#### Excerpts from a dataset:
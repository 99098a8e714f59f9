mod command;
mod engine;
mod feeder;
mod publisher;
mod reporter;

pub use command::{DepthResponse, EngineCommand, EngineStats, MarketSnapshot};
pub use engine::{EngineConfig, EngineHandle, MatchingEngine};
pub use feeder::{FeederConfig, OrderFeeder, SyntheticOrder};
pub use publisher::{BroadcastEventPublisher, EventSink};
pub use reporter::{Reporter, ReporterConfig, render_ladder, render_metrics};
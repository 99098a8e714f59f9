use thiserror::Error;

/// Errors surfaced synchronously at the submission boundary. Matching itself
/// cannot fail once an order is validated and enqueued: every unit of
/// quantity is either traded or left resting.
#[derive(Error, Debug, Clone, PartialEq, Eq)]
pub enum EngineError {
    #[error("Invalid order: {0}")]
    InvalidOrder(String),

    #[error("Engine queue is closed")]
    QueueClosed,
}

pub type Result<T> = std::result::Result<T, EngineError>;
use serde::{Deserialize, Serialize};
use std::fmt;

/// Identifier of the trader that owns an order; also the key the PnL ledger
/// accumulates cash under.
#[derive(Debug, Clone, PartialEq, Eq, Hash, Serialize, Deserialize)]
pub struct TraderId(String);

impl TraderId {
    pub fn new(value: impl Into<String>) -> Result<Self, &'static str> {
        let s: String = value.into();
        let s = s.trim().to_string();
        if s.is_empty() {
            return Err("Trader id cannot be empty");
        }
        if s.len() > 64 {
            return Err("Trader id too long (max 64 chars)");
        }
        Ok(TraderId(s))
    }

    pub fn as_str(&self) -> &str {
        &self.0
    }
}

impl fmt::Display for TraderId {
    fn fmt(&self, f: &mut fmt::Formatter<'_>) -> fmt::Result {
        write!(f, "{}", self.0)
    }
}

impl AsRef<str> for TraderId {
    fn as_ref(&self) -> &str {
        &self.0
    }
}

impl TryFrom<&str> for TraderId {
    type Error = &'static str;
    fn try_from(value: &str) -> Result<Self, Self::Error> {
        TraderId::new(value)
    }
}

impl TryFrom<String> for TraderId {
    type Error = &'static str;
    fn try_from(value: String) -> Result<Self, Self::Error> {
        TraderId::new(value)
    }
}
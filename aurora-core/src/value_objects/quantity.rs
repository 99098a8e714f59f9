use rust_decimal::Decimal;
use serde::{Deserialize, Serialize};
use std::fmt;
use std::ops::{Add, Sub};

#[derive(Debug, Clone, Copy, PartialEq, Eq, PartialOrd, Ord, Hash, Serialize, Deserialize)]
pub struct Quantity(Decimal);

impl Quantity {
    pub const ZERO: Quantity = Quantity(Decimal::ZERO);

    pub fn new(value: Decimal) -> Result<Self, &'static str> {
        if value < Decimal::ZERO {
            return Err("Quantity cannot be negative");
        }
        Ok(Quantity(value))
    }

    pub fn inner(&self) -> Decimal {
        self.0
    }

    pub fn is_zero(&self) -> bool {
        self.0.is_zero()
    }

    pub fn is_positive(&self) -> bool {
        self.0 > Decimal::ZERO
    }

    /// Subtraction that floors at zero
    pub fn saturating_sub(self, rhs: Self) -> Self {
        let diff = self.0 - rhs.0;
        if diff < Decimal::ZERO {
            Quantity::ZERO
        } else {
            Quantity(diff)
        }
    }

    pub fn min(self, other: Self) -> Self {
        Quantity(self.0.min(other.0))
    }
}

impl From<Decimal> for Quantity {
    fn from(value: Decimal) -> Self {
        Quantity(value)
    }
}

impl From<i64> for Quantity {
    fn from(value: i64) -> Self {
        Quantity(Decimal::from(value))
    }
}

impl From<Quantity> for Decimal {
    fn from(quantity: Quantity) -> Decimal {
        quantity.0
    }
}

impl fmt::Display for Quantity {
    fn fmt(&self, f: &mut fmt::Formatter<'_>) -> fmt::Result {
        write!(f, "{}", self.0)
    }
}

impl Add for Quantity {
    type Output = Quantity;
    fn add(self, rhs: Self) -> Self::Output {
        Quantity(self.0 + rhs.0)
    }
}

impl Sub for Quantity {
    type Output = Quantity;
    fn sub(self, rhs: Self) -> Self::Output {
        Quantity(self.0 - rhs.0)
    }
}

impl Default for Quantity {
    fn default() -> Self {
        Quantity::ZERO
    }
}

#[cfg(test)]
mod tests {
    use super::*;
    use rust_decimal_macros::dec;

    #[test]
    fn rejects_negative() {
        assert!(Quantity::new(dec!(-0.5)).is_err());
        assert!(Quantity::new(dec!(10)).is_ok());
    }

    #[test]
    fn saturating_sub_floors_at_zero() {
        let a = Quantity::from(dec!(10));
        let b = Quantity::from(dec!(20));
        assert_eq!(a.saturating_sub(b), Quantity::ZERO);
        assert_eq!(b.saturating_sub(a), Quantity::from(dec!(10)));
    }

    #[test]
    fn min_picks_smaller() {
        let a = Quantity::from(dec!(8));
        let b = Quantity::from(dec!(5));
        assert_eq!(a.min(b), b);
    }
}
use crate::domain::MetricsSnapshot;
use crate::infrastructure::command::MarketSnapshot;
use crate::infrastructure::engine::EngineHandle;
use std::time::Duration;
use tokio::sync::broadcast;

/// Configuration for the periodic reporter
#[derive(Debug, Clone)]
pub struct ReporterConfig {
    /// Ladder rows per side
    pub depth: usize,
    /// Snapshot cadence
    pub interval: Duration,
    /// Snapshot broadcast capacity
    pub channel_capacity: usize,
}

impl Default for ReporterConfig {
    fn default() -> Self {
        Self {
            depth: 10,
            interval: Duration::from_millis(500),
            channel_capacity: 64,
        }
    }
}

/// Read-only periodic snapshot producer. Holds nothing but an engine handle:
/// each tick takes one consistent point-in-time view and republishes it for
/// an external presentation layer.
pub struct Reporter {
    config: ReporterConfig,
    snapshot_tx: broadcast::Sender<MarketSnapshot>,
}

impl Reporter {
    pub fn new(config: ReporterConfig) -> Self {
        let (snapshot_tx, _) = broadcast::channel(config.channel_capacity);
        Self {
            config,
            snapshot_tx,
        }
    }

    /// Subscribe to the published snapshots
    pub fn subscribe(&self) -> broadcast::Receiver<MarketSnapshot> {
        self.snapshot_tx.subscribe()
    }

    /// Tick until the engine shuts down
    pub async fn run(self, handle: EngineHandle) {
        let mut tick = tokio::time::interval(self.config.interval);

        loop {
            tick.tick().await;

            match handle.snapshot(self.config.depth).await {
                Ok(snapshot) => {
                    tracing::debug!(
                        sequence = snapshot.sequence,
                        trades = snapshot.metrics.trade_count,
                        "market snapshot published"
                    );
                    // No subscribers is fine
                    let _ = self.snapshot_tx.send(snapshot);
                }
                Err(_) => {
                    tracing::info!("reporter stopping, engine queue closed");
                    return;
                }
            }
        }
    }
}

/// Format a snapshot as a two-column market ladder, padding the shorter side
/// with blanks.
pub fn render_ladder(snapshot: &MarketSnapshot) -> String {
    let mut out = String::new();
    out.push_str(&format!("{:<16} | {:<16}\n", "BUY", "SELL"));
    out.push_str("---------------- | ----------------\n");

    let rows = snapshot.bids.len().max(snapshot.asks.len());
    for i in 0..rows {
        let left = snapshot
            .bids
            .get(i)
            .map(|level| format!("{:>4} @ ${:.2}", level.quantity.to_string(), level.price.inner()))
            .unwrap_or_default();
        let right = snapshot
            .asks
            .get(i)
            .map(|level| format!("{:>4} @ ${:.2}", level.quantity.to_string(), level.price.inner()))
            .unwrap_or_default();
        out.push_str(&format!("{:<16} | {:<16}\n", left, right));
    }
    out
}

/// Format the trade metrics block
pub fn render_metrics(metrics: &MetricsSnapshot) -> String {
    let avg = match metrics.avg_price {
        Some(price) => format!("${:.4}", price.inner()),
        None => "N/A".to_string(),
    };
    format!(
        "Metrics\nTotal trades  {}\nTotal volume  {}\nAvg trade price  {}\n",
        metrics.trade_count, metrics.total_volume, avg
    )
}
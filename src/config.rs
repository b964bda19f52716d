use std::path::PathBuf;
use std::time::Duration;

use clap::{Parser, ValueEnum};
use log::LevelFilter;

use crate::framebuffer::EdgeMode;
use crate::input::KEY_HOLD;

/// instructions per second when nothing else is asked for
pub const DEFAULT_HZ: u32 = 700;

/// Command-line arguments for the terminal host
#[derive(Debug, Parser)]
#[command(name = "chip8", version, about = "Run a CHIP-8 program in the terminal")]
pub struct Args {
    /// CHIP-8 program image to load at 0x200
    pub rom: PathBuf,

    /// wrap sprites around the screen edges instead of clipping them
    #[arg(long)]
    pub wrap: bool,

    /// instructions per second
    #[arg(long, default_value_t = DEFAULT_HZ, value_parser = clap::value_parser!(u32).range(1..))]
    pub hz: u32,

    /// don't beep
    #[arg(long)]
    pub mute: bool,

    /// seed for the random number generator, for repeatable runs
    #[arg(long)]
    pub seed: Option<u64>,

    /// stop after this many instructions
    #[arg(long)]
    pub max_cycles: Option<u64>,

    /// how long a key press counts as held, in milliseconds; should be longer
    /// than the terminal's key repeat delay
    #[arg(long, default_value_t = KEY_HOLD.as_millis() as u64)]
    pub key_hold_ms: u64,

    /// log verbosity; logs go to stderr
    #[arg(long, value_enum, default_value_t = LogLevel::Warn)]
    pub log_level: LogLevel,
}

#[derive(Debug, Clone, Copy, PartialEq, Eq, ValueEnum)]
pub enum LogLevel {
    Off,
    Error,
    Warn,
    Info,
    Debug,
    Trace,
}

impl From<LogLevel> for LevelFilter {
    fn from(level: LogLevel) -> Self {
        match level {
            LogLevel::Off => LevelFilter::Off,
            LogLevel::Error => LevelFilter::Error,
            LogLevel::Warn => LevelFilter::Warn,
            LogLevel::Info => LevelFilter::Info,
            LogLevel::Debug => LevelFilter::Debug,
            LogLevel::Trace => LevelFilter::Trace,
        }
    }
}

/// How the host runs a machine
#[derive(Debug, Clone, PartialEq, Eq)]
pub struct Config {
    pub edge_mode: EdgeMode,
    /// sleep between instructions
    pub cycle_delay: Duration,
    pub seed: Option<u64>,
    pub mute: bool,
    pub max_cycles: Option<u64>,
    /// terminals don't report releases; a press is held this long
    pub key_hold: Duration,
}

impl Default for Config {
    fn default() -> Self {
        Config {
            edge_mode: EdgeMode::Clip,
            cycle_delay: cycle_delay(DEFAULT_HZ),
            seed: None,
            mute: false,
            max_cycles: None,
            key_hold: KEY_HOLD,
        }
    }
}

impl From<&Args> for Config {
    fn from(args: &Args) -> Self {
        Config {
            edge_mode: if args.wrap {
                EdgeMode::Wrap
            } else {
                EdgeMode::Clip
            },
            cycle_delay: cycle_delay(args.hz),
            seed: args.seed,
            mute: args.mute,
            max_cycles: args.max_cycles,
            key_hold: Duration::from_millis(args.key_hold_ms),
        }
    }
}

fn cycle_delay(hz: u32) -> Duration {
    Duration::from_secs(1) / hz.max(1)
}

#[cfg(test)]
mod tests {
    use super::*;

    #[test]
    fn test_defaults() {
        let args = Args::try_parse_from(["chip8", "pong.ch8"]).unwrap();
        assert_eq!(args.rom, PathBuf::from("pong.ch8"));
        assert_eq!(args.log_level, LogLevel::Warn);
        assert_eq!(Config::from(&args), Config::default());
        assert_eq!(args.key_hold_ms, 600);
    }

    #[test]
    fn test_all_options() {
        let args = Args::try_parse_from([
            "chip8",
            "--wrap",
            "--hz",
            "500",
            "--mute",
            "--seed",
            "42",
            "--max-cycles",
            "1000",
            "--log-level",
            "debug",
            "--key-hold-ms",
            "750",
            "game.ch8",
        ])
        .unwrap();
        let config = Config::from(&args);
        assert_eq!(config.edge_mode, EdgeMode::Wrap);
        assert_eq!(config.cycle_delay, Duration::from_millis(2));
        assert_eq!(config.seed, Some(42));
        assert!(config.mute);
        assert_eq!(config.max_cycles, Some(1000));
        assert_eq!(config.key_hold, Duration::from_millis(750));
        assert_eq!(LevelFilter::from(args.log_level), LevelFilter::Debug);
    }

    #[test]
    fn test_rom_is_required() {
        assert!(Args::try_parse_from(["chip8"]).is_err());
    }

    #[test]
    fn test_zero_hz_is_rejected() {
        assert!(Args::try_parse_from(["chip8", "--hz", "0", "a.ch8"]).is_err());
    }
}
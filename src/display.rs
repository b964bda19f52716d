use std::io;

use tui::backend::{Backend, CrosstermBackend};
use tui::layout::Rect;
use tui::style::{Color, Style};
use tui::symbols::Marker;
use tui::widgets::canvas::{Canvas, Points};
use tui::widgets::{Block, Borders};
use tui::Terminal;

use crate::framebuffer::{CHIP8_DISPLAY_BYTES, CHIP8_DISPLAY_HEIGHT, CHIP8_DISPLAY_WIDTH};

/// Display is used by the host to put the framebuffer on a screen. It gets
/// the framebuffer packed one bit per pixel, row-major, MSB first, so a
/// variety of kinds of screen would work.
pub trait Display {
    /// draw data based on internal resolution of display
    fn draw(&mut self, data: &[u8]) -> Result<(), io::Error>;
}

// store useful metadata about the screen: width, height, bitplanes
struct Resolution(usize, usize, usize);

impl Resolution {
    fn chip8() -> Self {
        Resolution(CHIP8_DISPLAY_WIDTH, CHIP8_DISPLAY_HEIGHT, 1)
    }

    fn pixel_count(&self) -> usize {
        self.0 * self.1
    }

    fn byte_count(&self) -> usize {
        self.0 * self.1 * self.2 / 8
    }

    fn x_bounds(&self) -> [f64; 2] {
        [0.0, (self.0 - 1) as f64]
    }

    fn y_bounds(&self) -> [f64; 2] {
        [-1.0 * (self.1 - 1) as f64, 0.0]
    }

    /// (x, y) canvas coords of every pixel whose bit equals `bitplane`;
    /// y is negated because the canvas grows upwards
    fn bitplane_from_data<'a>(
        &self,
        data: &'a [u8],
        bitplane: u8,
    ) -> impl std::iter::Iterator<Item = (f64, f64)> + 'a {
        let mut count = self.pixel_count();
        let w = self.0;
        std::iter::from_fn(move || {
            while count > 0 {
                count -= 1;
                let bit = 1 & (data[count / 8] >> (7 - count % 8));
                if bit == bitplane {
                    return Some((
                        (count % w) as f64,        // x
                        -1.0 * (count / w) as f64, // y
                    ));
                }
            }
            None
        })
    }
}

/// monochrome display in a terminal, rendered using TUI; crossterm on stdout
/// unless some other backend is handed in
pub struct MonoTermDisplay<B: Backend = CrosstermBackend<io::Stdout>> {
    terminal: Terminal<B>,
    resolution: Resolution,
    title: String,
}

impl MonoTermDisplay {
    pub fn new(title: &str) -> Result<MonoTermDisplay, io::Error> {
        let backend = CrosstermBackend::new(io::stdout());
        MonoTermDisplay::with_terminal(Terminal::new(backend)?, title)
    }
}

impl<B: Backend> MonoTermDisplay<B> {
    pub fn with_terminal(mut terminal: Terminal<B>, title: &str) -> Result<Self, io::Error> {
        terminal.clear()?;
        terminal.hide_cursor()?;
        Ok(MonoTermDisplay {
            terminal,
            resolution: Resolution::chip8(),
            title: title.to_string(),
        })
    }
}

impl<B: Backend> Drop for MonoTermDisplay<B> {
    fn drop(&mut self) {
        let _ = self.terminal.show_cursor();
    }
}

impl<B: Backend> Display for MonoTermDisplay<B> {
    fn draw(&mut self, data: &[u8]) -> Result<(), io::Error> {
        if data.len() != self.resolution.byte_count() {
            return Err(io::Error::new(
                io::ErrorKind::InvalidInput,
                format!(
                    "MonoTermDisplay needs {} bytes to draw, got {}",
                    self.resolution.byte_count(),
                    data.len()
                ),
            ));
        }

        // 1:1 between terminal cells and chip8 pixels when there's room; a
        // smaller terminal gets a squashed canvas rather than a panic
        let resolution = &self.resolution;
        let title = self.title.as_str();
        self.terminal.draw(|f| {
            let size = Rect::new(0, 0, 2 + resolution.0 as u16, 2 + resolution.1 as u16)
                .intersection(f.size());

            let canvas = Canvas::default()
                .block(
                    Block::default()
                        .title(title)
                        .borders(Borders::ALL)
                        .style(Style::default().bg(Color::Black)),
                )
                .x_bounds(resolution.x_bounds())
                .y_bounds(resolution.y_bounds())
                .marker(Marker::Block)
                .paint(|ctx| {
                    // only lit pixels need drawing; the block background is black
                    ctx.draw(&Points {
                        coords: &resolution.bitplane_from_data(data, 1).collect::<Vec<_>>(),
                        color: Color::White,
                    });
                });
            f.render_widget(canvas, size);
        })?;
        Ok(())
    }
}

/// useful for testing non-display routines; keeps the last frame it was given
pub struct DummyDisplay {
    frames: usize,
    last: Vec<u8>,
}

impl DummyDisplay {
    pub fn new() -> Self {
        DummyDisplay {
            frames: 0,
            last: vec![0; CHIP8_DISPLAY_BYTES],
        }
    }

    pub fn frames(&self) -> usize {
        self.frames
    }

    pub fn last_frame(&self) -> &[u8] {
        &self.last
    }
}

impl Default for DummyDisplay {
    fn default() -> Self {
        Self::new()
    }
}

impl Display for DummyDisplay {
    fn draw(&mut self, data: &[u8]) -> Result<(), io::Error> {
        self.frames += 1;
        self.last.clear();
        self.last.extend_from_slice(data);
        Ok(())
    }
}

#### Work required:
Please tally the lines of the entries that hold "feeder" and give only the resulting number.

#### Solution for this task:
2